Dort pflanzten Sammelbildchen mit kolonialem Dünkel bei den lieben Kleinen den Keim für das künftige Gefühl einer "Herrenrasse". Die sich dann gegen Ende der Weimarer Republik Bestätigung suchte mit Parolen wie "Der Jud ist der Todfeind aller Nationen". Kleine Bildchen - große Wirkung:
Stefanie Schüler-Springorum: "Die haben tatsächlich eine Scharnierfunktion: Antisemitische Texte wurden ja keineswegs von allen ausgiebig gelesen. Aber wenn man so einen Aufkleber irgendwo hin klebt, das ist etwas anderes, als wenn ich mich im Sessel zurücklehne und eine antisemitische Zeitungen lese.
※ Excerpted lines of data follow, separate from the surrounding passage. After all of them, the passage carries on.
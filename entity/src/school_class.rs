use sea_orm::entity::prelude::*;
use serde::{Deserialize, Serialize};

#[derive(Clone, Debug, PartialEq, DeriveEntityModel, Serialize, Deserialize)]
#[sea_orm(table_name = "school_class")]
pub struct Model {
    #[sea_orm(primary_key)]
    pub id: i32,
    pub name: String,
    pub programme: String,
    pub created_at: DateTime,
}

#[derive(Copy, Clone, Debug, EnumIter, DeriveRelation)]
pub enum Relation {}

impl ActiveModelBehavior for ActiveModel {}
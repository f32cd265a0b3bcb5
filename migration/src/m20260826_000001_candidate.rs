use sea_orm_migration::{prelude::*, schema::*};

#[derive(DeriveMigrationName)]
pub struct Migration;

#[async_trait::async_trait]
impl MigrationTrait for Migration {
    async fn up(&self, manager: &SchemaManager) -> Result<(), DbErr> {
        manager
            .create_table(
                Table::create()
                    .table(Candidate::Table)
                    .if_not_exists()
                    .col(pk_auto(Candidate::Id))
                    .col(string_uniq(Candidate::IndexNumber))
                    .col(string(Candidate::Surname))
                    .col(string(Candidate::OtherNames))
                    .col(string_null(Candidate::Gender))
                    .col(string_null(Candidate::Programme))
                    .col(string_null(Candidate::Residence))
                    .col(integer_null(Candidate::Aggregate))
                    .col(boolean(Candidate::FeePaid).default(false))
                    .col(string_null(Candidate::SerialNumber))
                    .col(string_null(Candidate::Pin))
                    .col(string_null(Candidate::PhoneNumber))
                    .col(integer_null(Candidate::HouseId))
                    .col(string_null(Candidate::HouseName))
                    .col(string_null(Candidate::ApplicationNumber))
                    .col(json_null(Candidate::GuardianInfo))
                    .col(json_null(Candidate::AdditionalInfo))
                    .col(json_null(Candidate::AcademicInfo))
                    .col(json_null(Candidate::Uploads))
                    .col(timestamp(Candidate::CreatedAt))
                    .col(timestamp(Candidate::UpdatedAt))
                    .to_owned(),
            )
            .await?;

        // Sparse unique constraints: a candidate has no application number or
        // serial until finalized/credentialed, and NULLs do not collide.
        manager
            .create_index(
                Index::create()
                    .name("idx_candidate_application_number")
                    .table(Candidate::Table)
                    .col(Candidate::ApplicationNumber)
                    .unique()
                    .to_owned(),
            )
            .await?;

        manager
            .create_index(
                Index::create()
                    .name("idx_candidate_serial_number")
                    .table(Candidate::Table)
                    .col(Candidate::SerialNumber)
                    .unique()
                    .to_owned(),
            )
            .await?;

        Ok(())
    }

    async fn down(&self, manager: &SchemaManager) -> Result<(), DbErr> {
        manager
            .drop_table(Table::drop().table(Candidate::Table).to_owned())
            .await?;

        Ok(())
    }
}

#[derive(DeriveIden)]
pub enum Candidate {
    Table,
    Id,
    IndexNumber,
    Surname,
    OtherNames,
    Gender,
    Programme,
    Residence,
    Aggregate,
    FeePaid,
    SerialNumber,
    Pin,
    PhoneNumber,
    HouseId,
    HouseName,
    ApplicationNumber,
    GuardianInfo,
    AdditionalInfo,
    AcademicInfo,
    Uploads,
    CreatedAt,
    UpdatedAt,
}
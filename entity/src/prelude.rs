pub use super::admin_log::Entity as AdminLog;
pub use super::admin_user::Entity as AdminUser;
pub use super::candidate::Entity as Candidate;
pub use super::candidate_log::Entity as CandidateLog;
pub use super::document::Entity as Document;
pub use super::house::Entity as House;
pub use super::payment::Entity as Payment;
pub use super::programme::Entity as Programme;
pub use super::school_class::Entity as SchoolClass;
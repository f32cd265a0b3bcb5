use std::{
    collections::HashMap,
    sync::{Arc, Mutex, PoisonError},
    time::{Duration, Instant},
};

/// Process-scoped rate limiter for payment status checks.
///
/// One entry per client reference holding the time of the last provider
/// lookup. The map lives only in this process: it is initialized at startup,
/// never persisted, and does not coordinate across server instances. That is
/// acceptable because a given reference is polled by a single browser session.
#[derive(Clone, Default)]
pub struct StatusCheckLimiter {
    last_checked: Arc<Mutex<HashMap<String, Instant>>>,
}

impl StatusCheckLimiter {
    /// Minimum interval between provider status lookups for one reference.
    pub const MIN_INTERVAL: Duration = Duration::from_secs(30);

    /// Records a status check for `client_reference` if enough time has
    /// passed since the previous one. Returns false when the reference was
    /// checked under [`Self::MIN_INTERVAL`] ago.
    pub fn try_acquire(&self, client_reference: &str) -> bool {
        let mut last_checked = self
            .last_checked
            .lock()
            .unwrap_or_else(PoisonError::into_inner);

        let now = Instant::now();

        if let Some(last) = last_checked.get(client_reference) {
            if now.duration_since(*last) < Self::MIN_INTERVAL {
                return false;
            }
        }

        last_checked.insert(client_reference.to_string(), now);
        true
    }
}

#[cfg(test)]
mod tests {
    use super::StatusCheckLimiter;

    /// Expect first acquisition for a reference to succeed
    #[test]
    fn test_first_acquire_succeeds() {
        let limiter = StatusCheckLimiter::default();

        assert!(limiter.try_acquire("PEKI-1000"));
    }

    /// Expect immediate second acquisition for the same reference to be throttled
    #[test]
    fn test_second_acquire_within_interval_throttled() {
        let limiter = StatusCheckLimiter::default();

        assert!(limiter.try_acquire("PEKI-1000"));
        assert!(!limiter.try_acquire("PEKI-1000"));
    }

    /// Expect different references to be limited independently
    #[test]
    fn test_references_limited_independently() {
        let limiter = StatusCheckLimiter::default();

        assert!(limiter.try_acquire("PEKI-1000"));
        assert!(limiter.try_acquire("PEKI-1001"));
    }
}
pub mod admin;
pub mod candidate;

pub use admin::SessionAdminId;
pub use candidate::SessionCandidate;
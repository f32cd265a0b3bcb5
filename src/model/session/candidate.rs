use serde::{Deserialize, Serialize};
use tower_sessions::Session;

use crate::error::Error;

pub const SESSION_CANDIDATE_KEY: &str = "matric:candidate:index_number";

/// Index number of the logged-in candidate, stored in the session after a
/// successful serial/PIN login.
#[derive(Default, Deserialize, Serialize, Debug)]
pub struct SessionCandidate(pub String);

impl SessionCandidate {
    /// Insert candidate index number into session
    pub async fn insert(session: &Session, index_number: &str) -> Result<(), Error> {
        session
            .insert(
                SESSION_CANDIDATE_KEY,
                SessionCandidate(index_number.to_string()),
            )
            .await?;

        Ok(())
    }

    /// Get candidate index number from session
    pub async fn get(session: &Session) -> Result<Option<String>, Error> {
        Ok(session
            .get::<SessionCandidate>(SESSION_CANDIDATE_KEY)
            .await?
            .map(|SessionCandidate(index_number)| index_number))
    }
}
So ist das ein aktiver Antisemitismus."

"Hetze im Kleinformat"

Stefanie Schüler-Springorum, Leiterin des Zentrums für Antisemitismusforschung, zeigt auf den Aufkleber "Schlagt die Juden tot". Damit versiegelte ein Geschäftsmann seine Pakete - 1920! Aber es gab auch vielfältige Formen der Gegenwehr: "Die Nazis sind unser Unglück", das ist kein Sticker der Antifa-Streetfighter, so konterte 1930 der ganz honorige jüdische Centralverein.
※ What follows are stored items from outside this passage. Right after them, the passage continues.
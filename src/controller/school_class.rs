use axum::{
    extract::{Path, State},
    http::StatusCode,
    response::IntoResponse,
    Json,
};
use tower_sessions::Session;

use crate::{
    controller::util::require_admin,
    data::school_class::SchoolClassRepository,
    error::Error,
    model::{
        api::{CreateSchoolClassDto, ErrorDto, MessageDto, SchoolClassDto},
        app::AppState,
    },
};

pub static SCHOOL_CLASS_TAG: &str = "class";

/// List all classes
#[utoipa::path(
    get,
    path = "/api/admin/classes",
    tag = SCHOOL_CLASS_TAG,
    responses(
        (status = 200, description = "Success when retrieving classes", body = Vec<SchoolClassDto>),
        (status = 401, description = "Not logged in", body = ErrorDto),
        (status = 500, description = "Internal server error", body = ErrorDto)
    ),
)]
pub async fn get_classes(
    State(state): State<AppState>,
    session: Session,
) -> Result<impl IntoResponse, Error> {
    require_admin(&state, &session).await?;

    let classes = SchoolClassRepository::new(&state.db).list().await?;

    let class_dtos: Vec<SchoolClassDto> =
        classes.into_iter().map(SchoolClassDto::from).collect();

    Ok((StatusCode::OK, Json(class_dtos)).into_response())
}

/// Create a new class under a programme
#[utoipa::path(
    post,
    path = "/api/admin/classes",
    tag = SCHOOL_CLASS_TAG,
    responses(
        (status = 200, description = "Success when class was created", body = SchoolClassDto),
        (status = 401, description = "Not logged in", body = ErrorDto),
        (status = 500, description = "Internal server error", body = ErrorDto)
    ),
)]
pub async fn create_class(
    State(state): State<AppState>,
    session: Session,
    Json(dto): Json<CreateSchoolClassDto>,
) -> Result<impl IntoResponse, Error> {
    require_admin(&state, &session).await?;

    let class = SchoolClassRepository::new(&state.db)
        .create(&dto.name, &dto.programme)
        .await?;

    Ok((StatusCode::OK, Json(SchoolClassDto::from(class))).into_response())
}

/// Delete a class
#[utoipa::path(
    delete,
    path = "/api/admin/classes/{id}",
    tag = SCHOOL_CLASS_TAG,
    params(
        ("id" = i32, Path, description = "Class ID")
    ),
    responses(
        (status = 200, description = "Success when class was deleted", body = MessageDto),
        (status = 401, description = "Not logged in", body = ErrorDto),
        (status = 500, description = "Internal server error", body = ErrorDto)
    ),
)]
pub async fn delete_class(
    State(state): State<AppState>,
    session: Session,
    Path(class_id): Path<i32>,
) -> Result<impl IntoResponse, Error> {
    require_admin(&state, &session).await?;

    SchoolClassRepository::new(&state.db).delete(class_id).await?;

    Ok((
        StatusCode::OK,
        Json(MessageDto {
            message: "Class deleted".to_string(),
        }),
    )
        .into_response())
}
Das Werkzeug von Irmela Mensah-Schramm ist in einer Vitrine ausgebreitet, mit Spachtel und Lösungsmittel entfernt die Aktivistin rassistische Aufkleber - und dokumentiert sie sorgsam. Aktenordner "Nr. 1", angelegt im Sommer 1989, war erst im November 1991 gefüllt. Der jüngste Band, "Nr. 78", reicht über gerade einmal sechs Wochen! Soweit, so alarmierend: Denn über die Zahlen hinaus wissen wir seit 1933, welche Bedeutung die kleinen Aufkleber haben können:
Isabel Enzenbach: "Man musste Geschäfte erst einmal als jüdisch markieren, um sie quasi zum Abschuss freizugeben. Es erklärt sich ja nicht von selbst, dass eine Eierhandlung nicht nur eine Eierhandlung ist, sondern angeblich ein jüdisches Geschäft. Und man kann dann ganz gut nachverfolgen, das ist der erste Schritt zur Vernichtung."
Auf diese nüchterne Analyse darf, muss auch moralische Empörung folgen. Schließlich beweist diese klug inszenierte Museums-Dokumentation: auch Feindbilder, dumpfe Ressentiments, mörderische Vorurteile setzen auf Gefühle - ohne Rücksicht auf wissenschaftliche Differenzierungen zwischen Antisemitismus, Rassismus oder Fremdenfeindlichkeit:
Stefanie Schüler-Springorum: "Wenn man sich die Bilder anguckt, die benutzt werden bei dieser Hetze im Kleinformat, dann hat man das Gefühl, das ist den Rassisten und Antisemiten völlig egal, was die Wissenschaft da an feinen Unterschieden herausziseliert, sondern es sind wirkmächtige Bilder: Immer wieder sowohl bei antiislamischen Aufklebern als auch bei antisemitischen ein Schwein oder ein Schweinekopf."
Hetzpropaganda, die nicht mehr im Giftschrank verschlossen bleibt, sondern der jetzt im Deutschen Historischen Museum die Wirkung genommen wird: etwa durch Workshops oder eine historische Einbettung.
Kuratorin Isabel Enzenbach: "1895, da wurden auf Schaufenstern Aufkleber mit 'Kauft nicht beim Juden' entdeckt. Und der Centralverein der deutschen Staatsbürger jüdischen Glaubens sagt, das ist ein Fastnachtsulk: Von solch einem Quatsch lassen wir uns doch nicht unsere guten nachbarschaftlichen Beziehungen zerstören."
Ironie und Selbstbewusstsein, das ist eine Haltung, wie sie in Video-Interviews zutage tritt mit einer jungen Muslima oder dem aus Israel stammenden, seit Jahren in Berlin lebenden Juden: nur, wer sich nicht einschüchtern lässt, kann der giftigen Botschaft der Spuckzettel widerstehen.